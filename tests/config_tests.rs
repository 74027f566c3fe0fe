use colorizer_engine::EngineConfig;
use std::io::Write;

#[test]
fn test_defaults_are_valid() {
    let config = EngineConfig::default();
    assert!(config.worker_count >= 1 && config.worker_count <= 8);
    assert_eq!(config.max_texture_width, 4096);
    assert!(config.validate().is_ok());
}

#[test]
fn test_partial_json_keeps_defaults() {
    let config = EngineConfig::from_json(serde_json::json!({
        "worker_count": 3,
        "motion_window_frames": 9
    }))
    .unwrap();

    assert_eq!(config.worker_count, 3);
    assert_eq!(config.motion_window_frames, 9);
    assert_eq!(config.fetch_timeout_ms, EngineConfig::default().fetch_timeout_ms);
}

#[test]
fn test_invalid_values_are_rejected() {
    let err = EngineConfig::from_json(serde_json::json!({ "worker_count": 0 })).unwrap_err();
    assert!(err.to_string().contains("worker_count"));

    assert!(EngineConfig::from_json(serde_json::json!({ "max_texture_width": "wide" })).is_err());
}

#[test]
fn test_load_from_file() {
    let mut file = tempfile::NamedTempFile::new().unwrap();
    writeln!(file, r#"{{"worker_count": 2, "correlation_cache_capacity": 4}}"#).unwrap();

    let config = EngineConfig::load(file.path()).unwrap();
    assert_eq!(config.worker_count, 2);
    assert_eq!(config.correlation_cache_capacity, 4);
}

#[test]
fn test_missing_file_names_the_path() {
    let dir = tempfile::tempdir().unwrap();
    let path = dir.path().join("engine.json");

    let err = EngineConfig::load(&path).unwrap_err();
    assert!(format!("{:#}", err).contains("engine.json"));
}

#[test]
fn test_fetch_limit_is_configurable() {
    let config = EngineConfig::from_json(serde_json::json!({ "max_fetch_bytes": 4096 })).unwrap();
    assert_eq!(config.max_fetch_bytes, 4096);
    assert!(EngineConfig::default().max_fetch_bytes >= 1 << 20);

    let err = EngineConfig::from_json(serde_json::json!({ "max_fetch_bytes": 0 })).unwrap_err();
    assert!(err.to_string().contains("max_fetch_bytes"));
}
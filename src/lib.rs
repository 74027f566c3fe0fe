pub mod compute;
pub mod config;
pub mod core;
pub mod dataset;
pub mod engine;
pub mod error;
pub mod loader;
pub mod observability;

pub use config::EngineConfig;
pub use dataset::{Dataset, DatasetSources, FeatureSource};
pub use engine::{ComputeChannel, RequestArbiter, RequestKey, SlotOutcome};
pub use error::{PipelineError, Result};
pub use loader::FormatLoader;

Directions for this task:
Return exactly what appears above, from the first line of the entries to the line with "assert!(config.worker_count >= 1", inclusive.

Response area:
filename tests/config_tests.rs
repository 74027f566c3fe0fe
use colorizer_engine::EngineConfig;
use std::io::Write;

#[test]
fn test_defaults_are_valid() {
    let config = EngineConfig::default();
    assert!(config.worker_count >= 1 && config.worker_count <= 8);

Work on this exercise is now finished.